Start of Block

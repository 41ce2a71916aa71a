//! Upstream sanity filtering of detector output.

use serde::{Deserialize, Serialize};

use crate::integration::builder::DetectionBuilder;
use crate::integration::detector::RawDetection;
use crate::tracker::Detection;

/// Drops detections that are unlikely to be a standing person.
#[derive(Debug, Clone, PartialEq, Serialize, Deserialize)]
#[serde(default)]
pub struct DetectionFilter {
    /// Minimum confidence to keep a detection
    pub confidence_threshold: f32,
    /// Class ID of "person" in the detector's label map
    pub person_class_id: usize,
    /// Minimum box width in pixels
    pub min_width: i32,
    /// Minimum box height in pixels
    pub min_height: i32,
    /// Minimum height / width ratio
    pub min_aspect_ratio: f32,
    /// Maximum height / width ratio
    pub max_aspect_ratio: f32,
}

impl Default for DetectionFilter {
    fn default() -> Self {
        Self {
            confidence_threshold: 0.35,
            person_class_id: 0,
            min_width: 20,
            min_height: 40,
            min_aspect_ratio: 1.0,
            max_aspect_ratio: 5.0,
        }
    }
}

impl DetectionFilter {
    /// Convert a raw detection, keeping it only if it is a plausible person.
    ///
    /// Detections without a class ID are assumed to be persons already.
    pub fn from_raw(&self, raw: &RawDetection) -> Option<Detection> {
        if raw.class_id.is_some_and(|class| class != self.person_class_id) {
            return None;
        }
        let detection = DetectionBuilder::from(raw).build();
        self.accepts(&detection).then_some(detection)
    }

    /// Apply [`DetectionFilter::from_raw`] to a whole frame.
    pub fn apply(&self, raw: &[RawDetection]) -> Vec<Detection> {
        raw.iter().filter_map(|r| self.from_raw(r)).collect()
    }

    /// Confidence, size and aspect-ratio check. Inverted boxes never pass.
    pub fn accepts(&self, detection: &Detection) -> bool {
        let bbox = &detection.bbox;
        // written so that a NaN score fails
        let confident = detection.score >= self.confidence_threshold;
        if bbox.is_degenerate() || !confident {
            return false;
        }

        let (width, height) = (bbox.width(), bbox.height());
        if width < i64::from(self.min_width) || height < i64::from(self.min_height) {
            return false;
        }

        let aspect = height as f32 / width.max(1) as f32;
        (self.min_aspect_ratio..=self.max_aspect_ratio).contains(&aspect)
    }
}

End of Block

- AIM OF THE EXERCISE -
Where a line of the entries above holds the word "Minimum", return that line.

- TASK SOLUTION -
    /// Minimum confidence to keep a detection
    /// Minimum box width in pixels
    /// Minimum box height in pixels
    /// Minimum height / width ratio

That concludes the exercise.